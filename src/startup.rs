//! Application startup and server initialization.
//!
//! Builds the session store, the resolver and its providers, restores any
//! persisted session, runs the initial session check and serves the routes.

use std::sync::Arc;
use tokio::net::TcpListener;
use tracing::{info, warn};

use crate::config::ConfigV1;
use crate::guard::RouteGuard;
use crate::metrics::Metrics;
use crate::models::SessionCheck;
use crate::resolver::AuthResolver;
use crate::routes;
use crate::state::AppState;
use crate::store::create_store;

/// Wires the shared state from a loaded configuration.
pub fn build_state(config: Arc<ConfigV1>) -> AppState {
    let metrics = Metrics::new();
    let store = create_store(&config.session_store);
    let resolver = Arc::new(AuthResolver::new(&config.auth, store, metrics.clone()));
    let guard = Arc::new(RouteGuard::new(&config.guard));

    AppState {
        config,
        resolver,
        guard,
        metrics,
    }
}

/// Restores the persisted session and asks the primary provider whether it
/// still holds one.
pub async fn initialize_session(resolver: &AuthResolver) {
    if !resolver.is_configured() {
        warn!("Skipping session check, authentication is not configured");
        return;
    }
    resolver.restore().await;
    match resolver.get_current_session().await {
        Ok(SessionCheck::Active(session)) => info!(
            "Session active for '{}' via {} provider",
            session.email,
            session.provider.as_str()
        ),
        Ok(SessionCheck::NoSession) => info!("No active session"),
        Err(e) => warn!("Initial session check failed: {}", e),
    }
}

/// Initializes and runs the application server.
///
/// # Errors
///
/// Returns an error if the server fails to bind to the configured address
/// or encounters a runtime error while serving.
pub async fn run(config: Arc<ConfigV1>) -> Result<(), Box<dyn std::error::Error>> {
    let state = build_state(config.clone());
    initialize_session(&state.resolver).await;

    let app = routes::create_router(state);

    info!("Starting server on {}", config.bind_address);
    let listener = TcpListener::bind(&config.bind_address).await?;
    axum::serve(listener, app)
        .with_graceful_shutdown(async {
            if let Err(e) = tokio::signal::ctrl_c().await {
                warn!("Failed to listen for shutdown signal: {}", e);
            }
            info!("Shutting down");
        })
        .await?;

    Ok(())
}
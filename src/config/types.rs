use std::path::Path;

use figment::providers::{Env, Format, Yaml};
use figment::Figment;
use schemars::{schema_for, JsonSchema};
use serde::{Deserialize, Serialize};
use tracing::info;

use super::auth::{AuthConfiguration, PlatformMode};
use super::logging::LoggingConfig;
use crate::guard::GuardConfig;
use crate::store::SessionStoreConfig;

/// Prefix for environment overrides, e.g. `DUALAUTH_AUTH__TIMEOUT_IN_MS=2000`.
pub const ENV_PREFIX: &str = "DUALAUTH_";

/// Environment variable selecting the platform mode, kept for compatibility
/// with existing deployments.
pub const PLATFORM_TYPE_VAR: &str = "PLATFORM_TYPE";

/// A top-level enum for versioned configurations.
#[derive(Deserialize, Serialize, JsonSchema)]
#[serde(tag = "version")]
pub enum Config {
    #[serde(rename = "1.0.0")]
    ConfigV1(ConfigV1),
}

/// Main config for v1.0.0.
#[derive(Deserialize, Serialize, Debug, JsonSchema, Clone)]
pub struct ConfigV1 {
    pub bind_address: String,
    #[serde(default)]
    pub logging: LoggingConfig,
    #[serde(default)]
    pub auth: AuthConfiguration,
    #[serde(default)]
    pub session_store: SessionStoreConfig,
    #[serde(default)]
    pub guard: GuardConfig,
}

fn extract(figment: Figment) -> Result<ConfigV1, figment::Error> {
    let Config::ConfigV1(mut config) = figment
        .merge(Env::prefixed(ENV_PREFIX).split("__"))
        .extract::<Config>()?;

    if let Ok(value) = std::env::var(PLATFORM_TYPE_VAR) {
        match PlatformMode::parse(&value) {
            Some(mode) => {
                info!("{} overrides platform mode to '{}'", PLATFORM_TYPE_VAR, mode.as_str());
                config.auth.mode = mode;
            }
            None => tracing::warn!("Ignoring unknown {} '{}'", PLATFORM_TYPE_VAR, value),
        }
    }
    Ok(config)
}

/// Load config from a YAML file, merged with `DUALAUTH_` environment variables.
pub fn load_config(path: impl AsRef<Path>) -> Result<ConfigV1, figment::Error> {
    extract(Figment::new().merge(Yaml::file(path.as_ref())))
}

/// Load config from an in-memory YAML document.
pub fn load_config_from_str(yaml: &str) -> Result<ConfigV1, figment::Error> {
    extract(Figment::new().merge(Yaml::string(yaml)))
}

/// Print the JSON schema for the configuration to stdout.
pub fn print_schema() {
    let schema = schema_for!(Config);
    match serde_json::to_string_pretty(&schema) {
        Ok(text) => println!("{}", text),
        Err(e) => eprintln!("Failed to render schema: {}", e),
    }
}

#[cfg(test)]
mod tests {
    use super::*;
    use crate::providers::{LegacyProviderConfig, PrimaryProviderConfig};

    const FULL_CONFIG: &str = r#"
version: "1.0.0"
bind_address: 127.0.0.1:8080
logging:
  level: debug
  format: json
auth:
  mode: cloud
  timeout_in_ms: 2500
  primary:
    type: supabase
    name: supabase
    base_url: http://localhost:3001/api/v1
  fallback:
    type: flowise
    name: flowise
    base_url: http://localhost:3001/api/v1
    sso_providers: [google, azure]
session_store:
  type: file
  path: /tmp/dualauth/session.json
guard:
  protected_routes: ["/dashboard", "/settings"]
"#;

    #[test]
    fn test_full_config_parses() {
        let config = load_config_from_str(FULL_CONFIG).unwrap();
        assert_eq!(config.logging.format, "json");
        assert_eq!(config.auth.mode, PlatformMode::Cloud);
        assert!(matches!(
            config.auth.primary,
            Some(PrimaryProviderConfig::Supabase(_))
        ));
        match config.auth.fallback {
            Some(LegacyProviderConfig::Flowise(ref flowise)) => {
                assert_eq!(flowise.sso_providers.len(), 2)
            }
            _ => panic!("expected flowise fallback"),
        }
        assert!(matches!(config.session_store, SessionStoreConfig::File(_)));
        assert_eq!(config.guard.protected_routes.len(), 2);
        assert_eq!(config.guard.login_path, "/login");
    }

    #[test]
    fn test_minimal_config_is_unconfigured() {
        let config = load_config_from_str("version: \"1.0.0\"\nbind_address: 0.0.0.0:8080\n").unwrap();
        assert!(config.auth.primary.is_none());
        assert!(config.auth.readiness().is_err());
        assert!(matches!(config.session_store, SessionStoreConfig::Memory));
    }

    #[test]
    fn test_unknown_version_rejected() {
        assert!(load_config_from_str("version: \"9.9.9\"\nbind_address: x\n").is_err());
    }
}
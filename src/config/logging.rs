use schemars::JsonSchema;
use serde::{Deserialize, Serialize};

/// LoggingConfig controls how we initialize tracing/logging.
#[derive(Deserialize, Serialize, Debug, JsonSchema, Clone)]
pub struct LoggingConfig {
    #[serde(default = "default_level")]
    pub level: String, // e.g. "info", "debug", "warn"
    #[serde(default = "default_format")]
    pub format: String, // e.g. "json", "console"
}

fn default_level() -> String {
    "info".to_string()
}

fn default_format() -> String {
    "console".to_string()
}

impl Default for LoggingConfig {
    fn default() -> Self {
        LoggingConfig {
            level: default_level(),
            format: default_format(),
        }
    }
}
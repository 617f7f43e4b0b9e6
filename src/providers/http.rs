//! Response handling shared by the HTTP-backed providers.

use reqwest::{Response, StatusCode};
use serde_json::Value;
use tracing::debug;

use super::base::{FailureKind, ProviderFailure, ProviderResult};
use crate::models::Identity;

/// Classifies a transport error. Connection failures mean the provider is
/// unreachable; everything else is treated as a network problem.
pub fn map_send_error(provider: &str, e: reqwest::Error) -> ProviderFailure {
    if e.is_connect() {
        ProviderFailure::unavailable(format!("{} is unreachable: {}", provider, e))
    } else {
        ProviderFailure::network(format!("request to {} failed: {}", provider, e))
    }
}

/// Reads a JSON body, turning non-success statuses into a `ProviderFailure`.
///
/// `error_field` names the key the provider uses for its error message and
/// `client_error` is the kind reported for 400-class answers other than 401/403.
pub async fn read_json(
    provider: &str,
    response: Response,
    error_field: &str,
    client_error: FailureKind,
) -> ProviderResult<Value> {
    let status = response.status();
    let body = response
        .text()
        .await
        .map_err(|e| ProviderFailure::network(format!("error reading {} response: {}", provider, e)))?;

    if status.is_success() {
        if body.trim().is_empty() {
            return Ok(Value::Null);
        }
        return serde_json::from_str(&body)
            .map_err(|e| ProviderFailure::network(format!("error parsing {} JSON: {}", provider, e)));
    }

    let message = serde_json::from_str::<Value>(&body)
        .ok()
        .and_then(|v| v.get(error_field).and_then(Value::as_str).map(str::to_string))
        .unwrap_or_else(|| format!("{} answered {}", provider, status));
    debug!(provider, status = status.as_u16(), "provider call failed: {}", message);

    let kind = match status {
        StatusCode::UNAUTHORIZED | StatusCode::FORBIDDEN => FailureKind::InvalidCredentials,
        s if s.is_server_error() => FailureKind::Unavailable,
        _ => client_error,
    };
    Err(ProviderFailure::new(kind, message))
}

fn str_field(value: &Value, keys: &[&str]) -> Option<String> {
    keys.iter()
        .find_map(|k| value.get(*k).and_then(Value::as_str))
        .filter(|s| !s.is_empty())
        .map(str::to_string)
}

/// Adapts a user object into an `Identity`, looking at top-level fields first
/// and then at `user_metadata`.
pub fn identity_from_json(provider: &str, user: &Value) -> ProviderResult<Identity> {
    let metadata = user.get("user_metadata").cloned().unwrap_or(Value::Null);
    let id = match user.get("id") {
        Some(Value::String(s)) if !s.is_empty() => s.clone(),
        Some(Value::Number(n)) => n.to_string(),
        _ => {
            return Err(ProviderFailure::network(format!(
                "{} returned a user without id",
                provider
            )))
        }
    };
    let email = str_field(user, &["email"]).ok_or_else(|| {
        ProviderFailure::network(format!("{} returned a user without email", provider))
    })?;

    Ok(Identity {
        id,
        email,
        name: str_field(user, &["name"]).or_else(|| str_field(&metadata, &["name", "full_name"])),
        avatar_url: str_field(user, &["avatar_url"])
            .or_else(|| str_field(&metadata, &["avatar_url", "picture"])),
    })
}

#[cfg(test)]
mod tests {
    use super::*;
    use serde_json::json;

    #[test]
    fn test_identity_from_metadata() {
        let user = json!({
            "id": "abc",
            "email": "ana@urban.dev",
            "user_metadata": {"full_name": "Ana", "picture": "https://img/ana.png"}
        });
        let identity = identity_from_json("test", &user).unwrap();
        assert_eq!(identity.name.as_deref(), Some("Ana"));
        assert_eq!(identity.avatar_url.as_deref(), Some("https://img/ana.png"));
    }

    #[test]
    fn test_identity_numeric_id() {
        let user = json!({"id": 42, "email": "x@y.io"});
        assert_eq!(identity_from_json("test", &user).unwrap().id, "42");
    }

    #[test]
    fn test_identity_requires_email() {
        let user = json!({"id": "abc"});
        let err = identity_from_json("test", &user).unwrap_err();
        assert_eq!(err.kind, FailureKind::Network);
    }
}
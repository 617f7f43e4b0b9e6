use reqwest::Client;
use schemars::JsonSchema;
use serde::{Deserialize, Serialize};
use serde_json::{json, Value};
use tracing::{debug, info};

use super::base::{FailureKind, LegacyProvider, ProviderFailure, ProviderResult, SsoProvider};
use super::http::{identity_from_json, map_send_error, read_json};
use crate::models::{Identity, LegacyAccount};

/// Config for the chatflow platform's own account API.
#[derive(Deserialize, Serialize, Debug, JsonSchema, Clone)]
pub struct FlowiseLegacyConfig {
    pub name: String,
    /// API root, e.g. `http://localhost:3001/api/v1`.
    pub base_url: String,
    /// SSO integrations enabled on the platform.
    #[serde(default)]
    pub sso_providers: Vec<SsoProvider>,
}

/// Legacy provider backed by the platform's session login, account
/// registration and SSO endpoints.
pub struct FlowiseLegacyProvider {
    config: FlowiseLegacyConfig,
    client: Client,
}

impl FlowiseLegacyProvider {
    pub fn new(config: &FlowiseLegacyConfig) -> Self {
        info!(
            "Creating FlowiseLegacyProvider '{}' at '{}' with {} SSO provider(s)",
            config.name,
            config.base_url,
            config.sso_providers.len()
        );
        Self {
            config: config.clone(),
            client: Client::new(),
        }
    }

    fn url(&self, path: &str) -> String {
        format!("{}/{}", self.config.base_url.trim_end_matches('/'), path)
    }

    async fn post(&self, path: &str, body: Value, client_error: FailureKind) -> ProviderResult<Value> {
        let response = self
            .client
            .post(self.url(path))
            .json(&body)
            .send()
            .await
            .map_err(|e| map_send_error(&self.config.name, e))?;
        read_json(&self.config.name, response, "message", client_error).await
    }
}

#[async_trait::async_trait]
impl LegacyProvider for FlowiseLegacyProvider {
    fn get_name(&self) -> &str {
        &self.config.name
    }

    async fn login(&self, email: &str, password: &str) -> ProviderResult<Identity> {
        debug!("Legacy login for '{}'", email);
        let body = self
            .post(
                "auth/login",
                json!({"email": email, "password": password}),
                FailureKind::InvalidCredentials,
            )
            .await?;
        identity_from_json(&self.config.name, &body)
    }

    async fn register_account(&self, account: &LegacyAccount) -> ProviderResult<Identity> {
        debug!("Legacy registration for '{}'", account.email);
        let body = self
            .post(
                "account/register",
                json!({ "user": account }),
                FailureKind::Rejected,
            )
            .await?;
        let user = body.get("user").unwrap_or(&body);
        identity_from_json(&self.config.name, user)
    }

    async fn forgot_password(&self, email: &str) -> ProviderResult<()> {
        self.post(
            "account/forgot-password",
            json!({"user": {"email": email}}),
            FailureKind::Rejected,
        )
        .await
        .map(|_| ())
    }

    fn sso_redirect(&self, provider: SsoProvider) -> ProviderResult<String> {
        if !self.config.sso_providers.contains(&provider) {
            return Err(ProviderFailure::rejected(format!(
                "SSO provider '{}' is not enabled",
                provider.as_str()
            )));
        }
        Ok(self.url(&format!("{}/login", provider.as_str())))
    }
}

#[cfg(test)]
mod tests {
    use super::*;
    use mockito::{Matcher, Server};

    fn provider(url: String) -> FlowiseLegacyProvider {
        FlowiseLegacyProvider::new(&FlowiseLegacyConfig {
            name: "flowise".to_string(),
            base_url: url,
            sso_providers: vec![SsoProvider::Google, SsoProvider::Azure],
        })
    }

    #[tokio::test]
    async fn test_login_success() {
        let mut server = Server::new_async().await;
        let m = server
            .mock("POST", "/auth/login")
            .with_status(200)
            .with_body(r#"{"id": "u1", "email": "a@b.com", "name": "Ana"}"#)
            .create_async()
            .await;

        let identity = provider(server.url())
            .login("a@b.com", "pw")
            .await
            .unwrap();
        m.assert_async().await;
        assert_eq!(identity.id, "u1");
    }

    #[tokio::test]
    async fn test_login_unauthorized_message() {
        let mut server = Server::new_async().await;
        server
            .mock("POST", "/auth/login")
            .with_status(401)
            .with_body(r#"{"message": "Incorrect Email or Password"}"#)
            .create_async()
            .await;

        let err = provider(server.url()).login("a@b.com", "pw").await.unwrap_err();
        assert_eq!(err.kind, FailureKind::InvalidCredentials);
        assert_eq!(err.message, "Incorrect Email or Password");
    }

    #[tokio::test]
    async fn test_register_wraps_user_and_referral() {
        let mut server = Server::new_async().await;
        let m = server
            .mock("POST", "/account/register")
            .match_body(Matcher::Json(json!({
                "user": {"name": "Ana", "email": "a@b.com", "credential": "Secret1!", "referral": "friend"}
            })))
            .with_status(201)
            .with_body(r#"{"user": {"id": "7", "email": "a@b.com", "name": "Ana"}}"#)
            .create_async()
            .await;

        let account = LegacyAccount {
            name: "Ana".to_string(),
            email: "a@b.com".to_string(),
            credential: "Secret1!".to_string(),
            referral: Some("friend".to_string()),
        };
        let identity = provider(server.url())
            .register_account(&account)
            .await
            .unwrap();
        m.assert_async().await;
        assert_eq!(identity.id, "7");
    }

    #[tokio::test]
    async fn test_forgot_password_body() {
        let mut server = Server::new_async().await;
        let m = server
            .mock("POST", "/account/forgot-password")
            .match_body(Matcher::Json(json!({"user": {"email": "a@b.com"}})))
            .with_status(201)
            .create_async()
            .await;

        provider(server.url())
            .forgot_password("a@b.com")
            .await
            .unwrap();
        m.assert_async().await;
    }

    #[test]
    fn test_sso_redirect_only_for_enabled() {
        let p = provider("http://localhost:3001/api/v1/".to_string());
        assert_eq!(
            p.sso_redirect(SsoProvider::Azure).unwrap(),
            "http://localhost:3001/api/v1/azure/login"
        );
        let err = p.sso_redirect(SsoProvider::Github).unwrap_err();
        assert_eq!(err.kind, FailureKind::Rejected);
    }
}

---

Show each line of the material that includes the string "tracing" by copying it.

use tracing::{info, warn};
use tracing::info;
            None => tracing::warn!("Ignoring unknown {} '{}'", PLATFORM_TYPE_VAR, value),
/// LoggingConfig controls how we initialize tracing/logging.
use tracing::debug;
use tracing::{debug, info};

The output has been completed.